▶ [WHAT YOU SHOULD DO] As the answer, give every line of the records that includes the word "SolverConfig".

[Start of Attachment]

use crate::budget::{SearchBudget, SolverConfig};
use crate::data::{Assignment, ConstraintSet, TimetableOutput};
use crate::error::{SolveError, SolveResult};
use crate::report::timetable_stats;
use crate::search::{SearchEngine, SearchOutcome};
use crate::sessions::{expand_sessions, order_sessions};
use crate::validate::validate;
use log::{info, warn};
use std::sync::atomic::AtomicBool;
use std::time::Instant;

/// Validates the constraint set and searches for a conflict-free timetable.
pub fn solve(input: &ConstraintSet, config: &SolverConfig) -> SolveResult<TimetableOutput> {
    solve_inner(input, config, None)
}

/// Like [`solve`], but aborts with [`AbortReason::Interrupted`] as soon as
/// `stop` is set.
///
/// [`AbortReason::Interrupted`]: crate::budget::AbortReason::Interrupted
pub fn solve_with_interrupt(
    input: &ConstraintSet,
    config: &SolverConfig,
    stop: &AtomicBool,
) -> SolveResult<TimetableOutput> {
    solve_inner(input, config, Some(stop))
}

fn solve_inner(
    input: &ConstraintSet,
    config: &SolverConfig,
    stop: Option<&AtomicBool>,
) -> SolveResult<TimetableOutput> {
    validate(input)?;

    let start_time = Instant::now();
    info!(
        "Received constraints: {} teachers, {} rooms, {} classes, {} subjects, {}x{} grid",
        input.teachers.len(),
        input.rooms.len(),
        input.classes.len(),
        input.subjects.len(),
        input.days_per_week,
        input.slots_per_day
    );

    let mut expansion = expand_sessions(input);
    order_sessions(&mut expansion.sessions);
    info!(
        "Starting backtracking search for {} sessions...",
        expansion.sessions.len()
    );

    let mut engine = SearchEngine::new(input, &expansion.sessions);
    let mut budget = SearchBudget::new(*config, stop);
    let outcome = engine.run(&mut budget);
    let search = engine.statistics();
    let duration = start_time.elapsed();

    let placements = match outcome {
        SearchOutcome::Solved(placements) => placements,
        SearchOutcome::Infeasible => {
            info!(
                "Search exhausted after {} candidates in {:.2?}: infeasible",
                search.candidates_evaluated, duration
            );
            return Err(SolveError::Infeasible);
        }
        SearchOutcome::Aborted(reason) => {
            warn!(
                "Search aborted after {} candidates in {:.2?}: {}",
                search.candidates_evaluated, duration, reason
            );
            return Err(SolveError::Aborted(reason));
        }
    };

    let timetable: Vec<Assignment> = placements
        .iter()
        .map(|p| Assignment::from_placement(p, input))
        .collect();
    info!(
        "Successfully generated timetable with {} assignments in {:.2?} ({} backtracks)",
        timetable.len(),
        duration,
        search.backtracks
    );

    let stats = timetable_stats(&timetable, input, expansion.skipped);
    Ok(TimetableOutput {
        timetable,
        generation_time: duration.as_secs_f64(),
        stats,
        search,
    })
}
//! Drives the router in process; no sockets are opened.

use axum::Router;
use axum::body::{Body, to_bytes};
use axum::http::{Request, StatusCode};
use serde_json::{Value, json};
use timetable_solver::SolverConfig;
use timetable_solver::server::router;
use tower::ServiceExt;

fn app() -> Router {
    router(SolverConfig::default())
}

fn constraints() -> Value {
    json!({
        "teachers": [{ "id": "t1", "name": "Dr. Smith", "subjects": ["Math", "Physics"] }],
        "subjects": [{ "id": "s1", "name": "Math", "hoursPerWeek": 3 }],
        "rooms": [{ "id": "r1", "name": "Room 101", "capacity": 40 }],
        "classes": [{ "id": "c1", "name": "Class A", "size": 35 }],
        "daysPerWeek": 5,
        "slotsPerDay": 6
    })
}

async fn post_raw(body: &str) -> (StatusCode, Value) {
    let request = Request::builder()
        .method("POST")
        .uri("/v1/timetable/generate")
        .header("content-type", "application/json")
        .body(Body::from(body.to_string()))
        .unwrap();
    let response = app().oneshot(request).await.unwrap();
    let status = response.status();
    let bytes = to_bytes(response.into_body(), usize::MAX).await.unwrap();
    (status, serde_json::from_slice(&bytes).unwrap())
}

fn assert_invalid_input(status: StatusCode, body: &Value) {
    assert_eq!(status, StatusCode::BAD_REQUEST);
    assert_eq!(body["success"], false);
    assert_eq!(body["kind"], "invalid_input");
    assert!(body["error"].as_str().unwrap().starts_with("Invalid constraints"));
}

async fn post_generate(body: Value) -> (StatusCode, Value) {
    post_raw(&body.to_string()).await
}

#[tokio::test]
async fn generates_a_timetable() {
    let (status, body) = post_generate(constraints()).await;
    assert_eq!(status, StatusCode::OK);
    assert_eq!(body["success"], true);

    let timetable = body["timetable"].as_array().unwrap();
    assert_eq!(timetable.len(), 3);
    assert_eq!(
        timetable[0],
        json!({
            "classId": "c1",
            "subject": "Math",
            "teacher": "Dr. Smith",
            "room": "Room 101",
            "day": 0,
            "slot": 0
        })
    );
    assert_eq!(body["stats"]["totalAssignments"], 3);
    assert_eq!(body["stats"]["teacherLoads"]["Dr. Smith"], 3);
    assert!(body["generationTime"].is_number());
    assert!(body["search"]["candidatesEvaluated"].as_u64().unwrap() >= 3);
}

#[tokio::test]
async fn honours_unavailability_pairs() {
    let mut input = constraints();
    input["teachers"][0]["unavailable"] = json!([[0, 0], [0, 1]]);
    let (status, body) = post_generate(input).await;
    assert_eq!(status, StatusCode::OK);
    assert_eq!(body["timetable"][0]["slot"], 2);
}

#[tokio::test]
async fn missing_collection_is_bad_request() {
    let mut input = constraints();
    input.as_object_mut().unwrap().remove("rooms");
    let (status, body) = post_generate(input).await;
    assert_eq!(status, StatusCode::BAD_REQUEST);
    assert_eq!(body["success"], false);
    assert_eq!(body["kind"], "invalid_input");
    assert_eq!(body["error"], "Invalid constraints: At least one room is required");
}

#[tokio::test]
async fn negative_days_per_week_is_bad_request() {
    let mut input = constraints();
    input["daysPerWeek"] = json!(-1);
    let (status, body) = post_generate(input).await;
    assert_invalid_input(status, &body);
}

#[tokio::test]
async fn fractional_days_per_week_is_bad_request() {
    let mut input = constraints();
    input["daysPerWeek"] = json!(2.5);
    let (status, body) = post_generate(input).await;
    assert_invalid_input(status, &body);
}

#[tokio::test]
async fn teacher_without_name_is_bad_request() {
    let mut input = constraints();
    input["teachers"][0].as_object_mut().unwrap().remove("name");
    let (status, body) = post_generate(input).await;
    assert_invalid_input(status, &body);
}

#[tokio::test]
async fn teacher_without_subjects_is_bad_request() {
    let mut input = constraints();
    input["teachers"][0].as_object_mut().unwrap().remove("subjects");
    let (status, body) = post_generate(input).await;
    assert_invalid_input(status, &body);
}

#[tokio::test]
async fn broken_json_is_bad_request() {
    let (status, body) = post_raw("{not json").await;
    assert_invalid_input(status, &body);
}

#[tokio::test]
async fn out_of_range_grid_is_bad_request() {
    let mut input = constraints();
    input["slotsPerDay"] = json!(13);
    let (status, body) = post_generate(input).await;
    assert_eq!(status, StatusCode::BAD_REQUEST);
    assert_eq!(body["kind"], "invalid_input");
}

#[tokio::test]
async fn infeasible_is_unprocessable() {
    let mut input = constraints();
    input["rooms"][0]["capacity"] = json!(10);
    let (status, body) = post_generate(input).await;
    assert_eq!(status, StatusCode::UNPROCESSABLE_ENTITY);
    assert_eq!(body["kind"], "infeasible");
}

#[tokio::test]
async fn exhausted_budget_is_service_unavailable() {
    let app = router(SolverConfig {
        max_nodes: Some(1),
        time_limit: None,
    });
    let request = Request::builder()
        .method("POST")
        .uri("/v1/timetable/generate")
        .header("content-type", "application/json")
        .body(Body::from(constraints().to_string()))
        .unwrap();
    let response = app.oneshot(request).await.unwrap();
    assert_eq!(response.status(), StatusCode::SERVICE_UNAVAILABLE);
}

#[tokio::test]
async fn health_check() {
    let request = Request::builder()
        .uri("/health")
        .body(Body::empty())
        .unwrap();
    let response = app().oneshot(request).await.unwrap();
    assert_eq!(response.status(), StatusCode::OK);
    let bytes = to_bytes(response.into_body(), usize::MAX).await.unwrap();
    assert_eq!(&bytes[..], b"ok");
}
//! Depth-first backtracking over the ordered session list.
//!
//! The search state is the committed set plus, for each committed placement,
//! the cursor of the next cell to try if that placement is undone. This is the
//! recursion of the classic formulation unrolled onto an explicit stack: a
//! successful placement descends one level, exhausting every cell of a session
//! pops the previous placement and resumes its enumeration. The first complete
//! assignment found is returned; no attempt is made to improve on it.

use crate::budget::{AbortReason, SearchBudget};
use crate::data::{ConstraintSet, Placement, SearchStatistics, Session};
use crate::oracle::{CommittedSet, Grid, ValidityOracle};
use log::trace;

#[derive(Debug, Clone, PartialEq, Eq)]
pub enum SearchOutcome {
    /// One placement per session, in session order.
    Solved(Vec<Placement>),
    /// The whole tree was exhausted.
    Infeasible,
    /// A budget tripped before the tree was exhausted.
    Aborted(AbortReason),
}

#[derive(Debug)]
pub struct SearchEngine<'a> {
    input: &'a ConstraintSet,
    sessions: &'a [Session],
    oracle: ValidityOracle<'a>,
    grid: Grid,
    stats: SearchStatistics,
}

impl<'a> SearchEngine<'a> {
    pub fn new(input: &'a ConstraintSet, sessions: &'a [Session]) -> Self {
        Self {
            input,
            sessions,
            oracle: ValidityOracle::new(input),
            grid: Grid::of(input),
            stats: SearchStatistics::default(),
        }
    }

    pub fn statistics(&self) -> SearchStatistics {
        self.stats
    }

    pub fn run(&mut self, budget: &mut SearchBudget<'_>) -> SearchOutcome {
        let cell_count = self.grid.cell_count();
        let mut committed = CommittedSet::new(self.input);
        // resume[i] is the next cell to try for session i once its current
        // placement is undone.
        let mut resume: Vec<usize> = Vec::with_capacity(self.sessions.len());
        let mut cursor = 0;

        loop {
            let depth = committed.len();
            if depth == self.sessions.len() {
                return SearchOutcome::Solved(committed.into_placements());
            }
            let session = &self.sessions[depth];

            let mut placed = false;
            while cursor < cell_count {
                if let Some(reason) = budget.step() {
                    return SearchOutcome::Aborted(reason);
                }
                let (day, slot, room) = self.grid.cell(cursor);
                cursor += 1;
                self.stats.candidates_evaluated += 1;

                let candidate = Placement::new(session, day, slot, room);
                if self.oracle.is_valid(&candidate, &committed) {
                    committed.push(candidate);
                    resume.push(cursor);
                    self.stats.placements += 1;
                    self.stats.max_depth = self.stats.max_depth.max(committed.len());
                    placed = true;
                    break;
                }
            }

            if placed {
                cursor = 0;
                continue;
            }

            // Dead end: undo the previous placement and carry on after it.
            match (committed.pop(), resume.pop()) {
                (Some(undone), Some(next)) => {
                    trace!("Backtracking at depth {depth}, undoing {undone:?}");
                    self.stats.backtracks += 1;
                    cursor = next;
                }
                _ => return SearchOutcome::Infeasible,
            }
        }
    }
}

[End of Attachment]

▶ [SOLUTION]
use crate::budget::{SearchBudget, SolverConfig};
pub fn solve(input: &ConstraintSet, config: &SolverConfig) -> SolveResult<TimetableOutput> {
    config: &SolverConfig,
    config: &SolverConfig,
use timetable_solver::SolverConfig;
    router(SolverConfig::default())
    let app = router(SolverConfig {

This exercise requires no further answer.